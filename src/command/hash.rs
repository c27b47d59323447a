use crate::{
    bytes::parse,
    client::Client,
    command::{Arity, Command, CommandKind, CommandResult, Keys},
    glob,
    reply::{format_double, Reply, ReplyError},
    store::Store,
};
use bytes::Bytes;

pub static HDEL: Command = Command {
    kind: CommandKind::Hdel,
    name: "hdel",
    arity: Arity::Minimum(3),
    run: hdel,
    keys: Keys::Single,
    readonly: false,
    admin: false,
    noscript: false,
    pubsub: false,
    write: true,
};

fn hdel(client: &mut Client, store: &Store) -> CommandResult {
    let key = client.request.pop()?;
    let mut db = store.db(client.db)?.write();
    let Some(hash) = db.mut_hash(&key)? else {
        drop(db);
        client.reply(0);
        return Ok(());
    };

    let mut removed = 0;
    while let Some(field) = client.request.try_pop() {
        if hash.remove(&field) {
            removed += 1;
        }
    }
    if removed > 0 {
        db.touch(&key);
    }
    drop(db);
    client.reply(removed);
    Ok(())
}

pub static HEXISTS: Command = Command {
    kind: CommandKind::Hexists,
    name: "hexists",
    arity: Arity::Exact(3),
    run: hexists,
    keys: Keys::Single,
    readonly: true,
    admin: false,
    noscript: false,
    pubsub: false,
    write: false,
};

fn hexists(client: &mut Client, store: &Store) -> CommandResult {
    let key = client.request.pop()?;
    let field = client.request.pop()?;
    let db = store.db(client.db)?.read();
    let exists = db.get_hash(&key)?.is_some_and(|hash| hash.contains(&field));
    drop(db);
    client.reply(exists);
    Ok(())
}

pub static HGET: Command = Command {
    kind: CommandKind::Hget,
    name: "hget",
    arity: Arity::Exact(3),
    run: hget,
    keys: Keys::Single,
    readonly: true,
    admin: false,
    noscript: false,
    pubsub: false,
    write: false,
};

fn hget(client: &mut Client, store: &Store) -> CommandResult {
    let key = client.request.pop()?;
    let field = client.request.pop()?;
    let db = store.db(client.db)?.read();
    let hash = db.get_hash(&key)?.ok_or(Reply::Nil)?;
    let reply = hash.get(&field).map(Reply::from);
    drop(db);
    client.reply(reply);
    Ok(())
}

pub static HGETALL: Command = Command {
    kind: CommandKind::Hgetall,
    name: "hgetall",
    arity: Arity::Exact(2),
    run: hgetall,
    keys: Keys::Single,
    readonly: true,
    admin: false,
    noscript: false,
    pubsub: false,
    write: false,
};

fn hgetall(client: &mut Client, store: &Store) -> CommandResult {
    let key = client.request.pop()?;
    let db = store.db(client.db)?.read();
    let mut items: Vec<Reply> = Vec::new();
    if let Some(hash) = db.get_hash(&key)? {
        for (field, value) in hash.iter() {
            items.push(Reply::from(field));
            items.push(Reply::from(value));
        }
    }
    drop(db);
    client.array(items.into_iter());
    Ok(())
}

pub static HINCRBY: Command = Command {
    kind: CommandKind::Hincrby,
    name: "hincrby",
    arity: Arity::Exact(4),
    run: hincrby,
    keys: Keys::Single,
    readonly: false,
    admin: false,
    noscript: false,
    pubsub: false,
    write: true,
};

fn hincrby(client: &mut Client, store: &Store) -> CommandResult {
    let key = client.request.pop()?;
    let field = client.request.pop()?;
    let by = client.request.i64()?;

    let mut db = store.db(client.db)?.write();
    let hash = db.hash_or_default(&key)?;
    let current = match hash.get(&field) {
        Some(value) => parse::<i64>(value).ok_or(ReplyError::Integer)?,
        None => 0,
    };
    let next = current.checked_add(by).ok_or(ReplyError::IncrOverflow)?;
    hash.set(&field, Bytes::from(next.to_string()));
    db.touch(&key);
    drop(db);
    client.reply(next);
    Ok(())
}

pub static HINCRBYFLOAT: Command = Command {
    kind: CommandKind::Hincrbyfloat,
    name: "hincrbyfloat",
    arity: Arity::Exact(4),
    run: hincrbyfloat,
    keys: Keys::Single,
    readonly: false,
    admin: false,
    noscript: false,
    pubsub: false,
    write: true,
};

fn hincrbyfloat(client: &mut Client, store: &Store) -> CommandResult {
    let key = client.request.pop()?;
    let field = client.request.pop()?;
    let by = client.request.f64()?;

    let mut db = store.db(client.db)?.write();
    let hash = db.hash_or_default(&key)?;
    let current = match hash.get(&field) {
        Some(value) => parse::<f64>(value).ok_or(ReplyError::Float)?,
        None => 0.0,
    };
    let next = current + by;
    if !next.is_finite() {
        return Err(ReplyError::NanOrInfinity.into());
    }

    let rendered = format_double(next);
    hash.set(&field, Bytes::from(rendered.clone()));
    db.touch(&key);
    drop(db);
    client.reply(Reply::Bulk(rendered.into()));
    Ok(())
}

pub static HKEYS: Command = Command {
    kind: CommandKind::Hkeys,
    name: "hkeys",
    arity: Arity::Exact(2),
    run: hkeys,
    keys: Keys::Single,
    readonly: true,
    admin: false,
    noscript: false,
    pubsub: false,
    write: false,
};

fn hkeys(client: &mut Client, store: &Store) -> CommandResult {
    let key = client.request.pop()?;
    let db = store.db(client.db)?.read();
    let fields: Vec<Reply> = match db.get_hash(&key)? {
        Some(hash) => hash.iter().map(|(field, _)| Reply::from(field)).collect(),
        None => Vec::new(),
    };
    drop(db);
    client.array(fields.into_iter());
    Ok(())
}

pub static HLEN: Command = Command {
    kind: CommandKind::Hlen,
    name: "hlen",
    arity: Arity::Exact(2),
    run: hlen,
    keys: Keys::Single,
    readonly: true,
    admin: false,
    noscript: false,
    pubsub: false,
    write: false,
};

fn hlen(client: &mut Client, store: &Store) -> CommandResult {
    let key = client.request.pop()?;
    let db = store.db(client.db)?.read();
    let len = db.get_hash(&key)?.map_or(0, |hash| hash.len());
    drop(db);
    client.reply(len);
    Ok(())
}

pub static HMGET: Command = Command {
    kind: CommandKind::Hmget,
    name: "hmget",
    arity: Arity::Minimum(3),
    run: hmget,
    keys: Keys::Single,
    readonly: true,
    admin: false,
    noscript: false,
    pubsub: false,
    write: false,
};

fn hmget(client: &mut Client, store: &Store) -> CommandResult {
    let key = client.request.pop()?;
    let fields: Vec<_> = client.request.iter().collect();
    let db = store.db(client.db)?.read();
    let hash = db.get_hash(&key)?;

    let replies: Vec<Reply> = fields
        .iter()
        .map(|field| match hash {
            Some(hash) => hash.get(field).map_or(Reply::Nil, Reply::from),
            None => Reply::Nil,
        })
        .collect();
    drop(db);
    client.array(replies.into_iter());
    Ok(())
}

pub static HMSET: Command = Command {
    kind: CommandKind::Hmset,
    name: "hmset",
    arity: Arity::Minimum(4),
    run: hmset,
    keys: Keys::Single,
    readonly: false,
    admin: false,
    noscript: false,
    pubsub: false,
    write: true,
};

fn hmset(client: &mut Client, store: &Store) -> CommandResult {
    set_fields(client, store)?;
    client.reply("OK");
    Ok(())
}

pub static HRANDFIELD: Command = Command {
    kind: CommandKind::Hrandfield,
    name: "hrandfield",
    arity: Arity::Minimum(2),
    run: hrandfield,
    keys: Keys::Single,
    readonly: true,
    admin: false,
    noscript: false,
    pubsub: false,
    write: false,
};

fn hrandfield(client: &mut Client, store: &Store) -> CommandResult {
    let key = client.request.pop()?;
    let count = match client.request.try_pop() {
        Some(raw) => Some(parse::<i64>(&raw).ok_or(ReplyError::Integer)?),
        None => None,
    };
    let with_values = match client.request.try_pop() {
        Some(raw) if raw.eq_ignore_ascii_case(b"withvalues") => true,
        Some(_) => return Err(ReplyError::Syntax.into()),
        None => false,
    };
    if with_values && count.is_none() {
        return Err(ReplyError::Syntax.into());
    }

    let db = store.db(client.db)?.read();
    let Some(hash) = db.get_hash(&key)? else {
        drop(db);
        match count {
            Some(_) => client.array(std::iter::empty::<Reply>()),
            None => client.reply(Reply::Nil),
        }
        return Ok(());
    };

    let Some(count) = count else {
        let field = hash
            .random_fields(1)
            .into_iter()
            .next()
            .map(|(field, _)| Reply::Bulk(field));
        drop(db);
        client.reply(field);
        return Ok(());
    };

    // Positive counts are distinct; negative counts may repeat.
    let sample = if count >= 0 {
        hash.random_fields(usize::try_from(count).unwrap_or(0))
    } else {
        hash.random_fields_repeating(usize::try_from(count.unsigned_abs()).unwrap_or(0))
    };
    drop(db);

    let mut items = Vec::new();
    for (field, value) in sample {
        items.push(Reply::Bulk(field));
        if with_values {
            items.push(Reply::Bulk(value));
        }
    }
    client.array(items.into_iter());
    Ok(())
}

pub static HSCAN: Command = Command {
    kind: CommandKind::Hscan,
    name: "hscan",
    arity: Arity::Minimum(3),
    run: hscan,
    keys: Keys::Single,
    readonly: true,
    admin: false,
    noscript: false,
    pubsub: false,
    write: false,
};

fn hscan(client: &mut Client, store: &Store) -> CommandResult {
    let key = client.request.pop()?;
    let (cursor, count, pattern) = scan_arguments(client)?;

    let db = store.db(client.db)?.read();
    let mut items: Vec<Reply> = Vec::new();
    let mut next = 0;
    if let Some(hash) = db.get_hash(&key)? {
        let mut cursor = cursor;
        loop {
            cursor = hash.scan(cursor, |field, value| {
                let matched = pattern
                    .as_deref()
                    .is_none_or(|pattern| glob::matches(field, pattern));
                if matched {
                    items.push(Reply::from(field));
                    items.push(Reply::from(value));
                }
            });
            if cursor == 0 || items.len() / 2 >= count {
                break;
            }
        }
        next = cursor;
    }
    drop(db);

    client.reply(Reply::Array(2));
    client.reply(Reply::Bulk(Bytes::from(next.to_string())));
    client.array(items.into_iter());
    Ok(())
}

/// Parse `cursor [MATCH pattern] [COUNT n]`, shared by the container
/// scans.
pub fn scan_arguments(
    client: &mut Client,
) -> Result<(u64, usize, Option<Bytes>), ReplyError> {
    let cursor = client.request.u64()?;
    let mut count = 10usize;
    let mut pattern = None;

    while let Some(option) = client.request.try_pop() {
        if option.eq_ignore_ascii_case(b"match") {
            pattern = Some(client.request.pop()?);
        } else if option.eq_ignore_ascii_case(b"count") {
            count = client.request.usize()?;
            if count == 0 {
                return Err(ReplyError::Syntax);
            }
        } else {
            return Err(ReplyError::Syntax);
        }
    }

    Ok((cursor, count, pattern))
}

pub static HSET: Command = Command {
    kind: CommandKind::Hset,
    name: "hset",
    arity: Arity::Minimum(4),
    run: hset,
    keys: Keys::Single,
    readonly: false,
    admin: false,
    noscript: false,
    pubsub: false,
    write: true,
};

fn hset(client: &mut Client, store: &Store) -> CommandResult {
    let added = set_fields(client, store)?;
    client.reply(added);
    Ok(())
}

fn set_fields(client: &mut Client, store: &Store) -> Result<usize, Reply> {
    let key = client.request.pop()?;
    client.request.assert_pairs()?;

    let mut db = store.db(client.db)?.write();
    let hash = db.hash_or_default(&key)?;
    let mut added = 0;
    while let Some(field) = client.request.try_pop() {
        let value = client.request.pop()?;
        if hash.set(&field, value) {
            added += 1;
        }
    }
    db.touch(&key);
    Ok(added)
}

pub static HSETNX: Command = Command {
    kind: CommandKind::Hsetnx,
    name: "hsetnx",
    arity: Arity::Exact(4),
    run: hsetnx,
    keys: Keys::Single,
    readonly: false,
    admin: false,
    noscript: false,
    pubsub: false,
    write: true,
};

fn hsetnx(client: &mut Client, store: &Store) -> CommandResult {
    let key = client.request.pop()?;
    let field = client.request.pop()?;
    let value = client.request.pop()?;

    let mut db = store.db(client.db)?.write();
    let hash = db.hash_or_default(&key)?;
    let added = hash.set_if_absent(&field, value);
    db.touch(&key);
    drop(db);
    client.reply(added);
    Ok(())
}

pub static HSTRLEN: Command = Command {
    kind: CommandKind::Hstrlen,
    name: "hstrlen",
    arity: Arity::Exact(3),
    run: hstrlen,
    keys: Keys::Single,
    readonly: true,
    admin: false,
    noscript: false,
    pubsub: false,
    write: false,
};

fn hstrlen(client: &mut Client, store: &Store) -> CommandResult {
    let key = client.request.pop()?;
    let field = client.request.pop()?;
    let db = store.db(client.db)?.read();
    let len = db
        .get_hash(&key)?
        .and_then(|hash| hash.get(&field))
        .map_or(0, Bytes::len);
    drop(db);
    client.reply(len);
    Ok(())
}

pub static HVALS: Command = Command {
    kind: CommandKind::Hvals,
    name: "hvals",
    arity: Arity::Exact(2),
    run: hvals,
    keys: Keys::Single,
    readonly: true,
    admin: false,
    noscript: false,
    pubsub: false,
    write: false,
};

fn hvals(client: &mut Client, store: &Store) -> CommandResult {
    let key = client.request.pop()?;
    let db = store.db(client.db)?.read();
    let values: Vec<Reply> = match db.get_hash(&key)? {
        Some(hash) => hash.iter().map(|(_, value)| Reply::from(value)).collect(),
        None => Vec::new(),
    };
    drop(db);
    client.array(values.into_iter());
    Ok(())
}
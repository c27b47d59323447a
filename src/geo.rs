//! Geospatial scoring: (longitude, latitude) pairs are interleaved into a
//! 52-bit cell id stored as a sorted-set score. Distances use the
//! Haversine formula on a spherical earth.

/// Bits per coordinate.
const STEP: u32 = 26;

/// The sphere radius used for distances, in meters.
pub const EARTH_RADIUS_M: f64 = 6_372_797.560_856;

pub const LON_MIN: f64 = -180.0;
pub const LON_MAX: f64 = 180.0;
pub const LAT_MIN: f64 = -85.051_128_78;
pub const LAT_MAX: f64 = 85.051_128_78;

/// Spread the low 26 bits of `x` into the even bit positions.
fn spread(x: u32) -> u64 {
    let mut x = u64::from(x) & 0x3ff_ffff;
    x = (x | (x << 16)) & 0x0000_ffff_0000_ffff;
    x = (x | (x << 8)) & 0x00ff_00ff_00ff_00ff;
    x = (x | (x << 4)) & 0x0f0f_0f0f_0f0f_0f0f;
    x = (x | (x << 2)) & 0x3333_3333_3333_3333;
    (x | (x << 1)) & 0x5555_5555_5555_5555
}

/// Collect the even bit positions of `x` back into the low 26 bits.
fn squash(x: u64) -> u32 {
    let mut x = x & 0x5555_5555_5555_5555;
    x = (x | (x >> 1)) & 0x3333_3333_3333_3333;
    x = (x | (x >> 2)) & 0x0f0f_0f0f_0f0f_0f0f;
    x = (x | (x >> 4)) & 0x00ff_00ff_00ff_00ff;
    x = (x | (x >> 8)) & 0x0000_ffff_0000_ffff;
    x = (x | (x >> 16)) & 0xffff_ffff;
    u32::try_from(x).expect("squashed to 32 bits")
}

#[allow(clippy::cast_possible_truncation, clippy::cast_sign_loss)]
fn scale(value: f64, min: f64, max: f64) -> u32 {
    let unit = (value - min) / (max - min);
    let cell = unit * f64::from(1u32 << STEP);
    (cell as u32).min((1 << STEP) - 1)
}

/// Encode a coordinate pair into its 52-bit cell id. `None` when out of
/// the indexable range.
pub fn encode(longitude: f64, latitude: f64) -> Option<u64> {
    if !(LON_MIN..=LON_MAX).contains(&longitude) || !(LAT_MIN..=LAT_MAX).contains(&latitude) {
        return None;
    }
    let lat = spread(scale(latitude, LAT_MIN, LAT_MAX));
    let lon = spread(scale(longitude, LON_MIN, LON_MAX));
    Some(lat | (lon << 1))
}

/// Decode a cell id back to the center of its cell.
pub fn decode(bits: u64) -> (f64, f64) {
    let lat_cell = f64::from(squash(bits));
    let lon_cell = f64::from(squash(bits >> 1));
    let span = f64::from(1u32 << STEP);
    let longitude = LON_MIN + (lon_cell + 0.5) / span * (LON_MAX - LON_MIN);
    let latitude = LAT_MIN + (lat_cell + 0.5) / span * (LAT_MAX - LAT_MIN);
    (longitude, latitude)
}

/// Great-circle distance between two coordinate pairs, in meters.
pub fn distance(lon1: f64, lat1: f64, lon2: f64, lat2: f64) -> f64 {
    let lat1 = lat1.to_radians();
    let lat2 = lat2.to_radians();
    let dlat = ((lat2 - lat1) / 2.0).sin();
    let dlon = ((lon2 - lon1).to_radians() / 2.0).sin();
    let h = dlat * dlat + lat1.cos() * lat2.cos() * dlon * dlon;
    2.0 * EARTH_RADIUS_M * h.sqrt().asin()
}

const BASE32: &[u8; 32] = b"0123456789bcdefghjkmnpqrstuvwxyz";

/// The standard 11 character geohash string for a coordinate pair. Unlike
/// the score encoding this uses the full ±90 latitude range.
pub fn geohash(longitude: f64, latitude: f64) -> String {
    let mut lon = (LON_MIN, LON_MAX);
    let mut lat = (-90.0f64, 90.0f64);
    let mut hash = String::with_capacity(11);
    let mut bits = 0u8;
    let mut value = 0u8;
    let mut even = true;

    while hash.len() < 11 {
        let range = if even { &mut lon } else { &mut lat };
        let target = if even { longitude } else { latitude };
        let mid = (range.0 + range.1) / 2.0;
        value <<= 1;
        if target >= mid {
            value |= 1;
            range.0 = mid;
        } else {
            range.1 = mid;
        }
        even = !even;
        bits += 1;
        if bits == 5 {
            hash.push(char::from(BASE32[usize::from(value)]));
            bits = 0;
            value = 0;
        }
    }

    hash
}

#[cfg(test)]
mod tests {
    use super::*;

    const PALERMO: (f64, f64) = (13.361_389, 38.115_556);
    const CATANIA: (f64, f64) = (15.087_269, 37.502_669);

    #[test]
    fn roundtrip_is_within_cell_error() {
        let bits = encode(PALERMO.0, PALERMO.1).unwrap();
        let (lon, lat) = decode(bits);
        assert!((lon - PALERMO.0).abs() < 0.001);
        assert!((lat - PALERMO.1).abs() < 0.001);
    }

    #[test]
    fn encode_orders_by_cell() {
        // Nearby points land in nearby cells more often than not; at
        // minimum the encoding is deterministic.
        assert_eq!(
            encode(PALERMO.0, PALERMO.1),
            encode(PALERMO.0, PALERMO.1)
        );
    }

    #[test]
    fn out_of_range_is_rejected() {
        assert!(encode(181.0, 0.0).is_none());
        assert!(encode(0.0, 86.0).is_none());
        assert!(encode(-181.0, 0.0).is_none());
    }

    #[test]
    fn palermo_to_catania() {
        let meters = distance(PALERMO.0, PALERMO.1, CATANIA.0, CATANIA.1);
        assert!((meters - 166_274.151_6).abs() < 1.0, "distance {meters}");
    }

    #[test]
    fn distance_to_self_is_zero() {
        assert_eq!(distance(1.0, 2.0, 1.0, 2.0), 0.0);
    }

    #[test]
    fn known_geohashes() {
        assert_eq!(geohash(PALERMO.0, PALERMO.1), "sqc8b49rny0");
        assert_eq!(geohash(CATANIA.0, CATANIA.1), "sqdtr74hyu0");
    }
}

INSTRUCTIONS TO FOLLOW »
Filter the records for lines containing the word "positions" and copy each one.

ANSWER FOR THIS EXERCISE »
/// Spread the low 26 bits of `x` into the even bit positions.
/// Collect the even bit positions of `x` back into the low 26 bits.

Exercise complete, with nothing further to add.